= C–H···O interaction =

In chemistry, a C–H···O interaction is occasionally described as a special type of weak hydrogen bond. These interactions frequently occur in the structures of important biomolecules like amino acids, proteins, sugars, DNA and RNA.

== History ==

The C–H···O interaction was discovered in 1937 by Samuel Glasstone. Glasstone studied properties of mixtures of acetone with different halogenated derivatives of hydrocarbons and realized that dipole moments of these mixtures differ from dipole moments of pure substances. He explained this by establishing the concept of C–H···O interactions. The first crystallographic analysis of C-H ⋯O hydrogen bonds were published by June Sutor in 1962.

== Properties ==
Similar to hydrogen bonds, a C–H···O interaction involves interactions of dipoles and therefore has directionality. The directionality of a C–H···O interaction is usually defined by the angle α between the C, H and O atoms, and the distance d between the O and C atoms.

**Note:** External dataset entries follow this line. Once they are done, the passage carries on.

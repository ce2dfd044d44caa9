use std::collections::HashMap;

use crate::marker::encode_line;
use crate::parser::Lines;
use crate::reconcile::{SyncResult, SyncedTask};

/// Rebuild `original` with every synced line re-rendered.
///
/// Lines without a synced task, and every line ending, are copied as is.
pub fn rewrite(original: &str, result: &SyncResult) -> String {
    let by_line: HashMap<usize, &SyncedTask> = result
        .tasks
        .iter()
        .map(|task| (task.candidate.line_index, task))
        .collect();

    let mut out = String::with_capacity(original.len() + result.tasks.len() * 40);
    for (index, line, ending) in Lines::new(original) {
        match by_line.get(&index) {
            Some(task) => out.push_str(&render(task)),
            None => out.push_str(line),
        }
        out.push_str(ending);
    }
    out
}

/// Canonical text for one synced line: the line's own indent and bullet,
/// the record's state, id and description.
pub fn render(task: &SyncedTask) -> String {
    let line = task.candidate.to_task_line(
        task.record.id.clone(),
        task.record.status.is_completed(),
        &task.record.description,
    );
    encode_line(&line)
}
//! Store client seam.
//!
//! Every call blocks until the store has applied or refused the change.

use thiserror::Error;

use crate::record::{RecordId, Scope, StoreRecord, TaskStatus};

pub mod memory;
pub mod taskwarrior;

pub use memory::MemoryStore;
pub use taskwarrior::{TaskwarriorOptions, TaskwarriorStore};

#[derive(Debug, Clone, Error)]
pub enum StoreError {
    #[error("task store unavailable: {0}")]
    Unavailable(String),
    #[error("task store rejected the change: {0}")]
    Rejected(String),
    #[error("record not found: {0}")]
    NotFound(RecordId),
}

pub trait TaskStore {
    /// Every record currently filed under `scope`; deleted records excluded.
    fn query(&self, scope: &Scope) -> Result<Vec<StoreRecord>, StoreError>;

    fn create(&mut self, scope: &Scope, description: &str) -> Result<StoreRecord, StoreError>;

    /// Replace the description of `id`, and its status when `status` is set.
    fn update(
        &mut self,
        id: &RecordId,
        description: &str,
        status: Option<TaskStatus>,
    ) -> Result<StoreRecord, StoreError>;
}

impl<T: TaskStore + ?Sized> TaskStore for Box<T> {
    fn query(&self, scope: &Scope) -> Result<Vec<StoreRecord>, StoreError> {
        (**self).query(scope)
    }

    fn create(&mut self, scope: &Scope, description: &str) -> Result<StoreRecord, StoreError> {
        (**self).create(scope, description)
    }

    fn update(
        &mut self,
        id: &RecordId,
        description: &str,
        status: Option<TaskStatus>,
    ) -> Result<StoreRecord, StoreError> {
        (**self).update(id, description, status)
    }
}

In a C–H···O interaction, the angle α is in the range between 90 and 180°, and the distance d is usually smaller than 3.2 Å. Bond strength is less than 1 kcal/mol. In the case of aromatic C–H donors, C–H···O interactions are not linear due to influence of aromatic ring substituents near the interacting C-H group. If aromatic molecules involved in C–H···O interaction belong to the group of polycyclic aromatic hydrocarbons, the strength of C–H···O interactions increases with the number of aromatic rings.

C–H···O interactions can be important in drug design, being present in structures of therapeutic proteins, and nucleic acids.

O-H···C and N-H···C type interactions could also play a significant role and were first analyzed in 1993.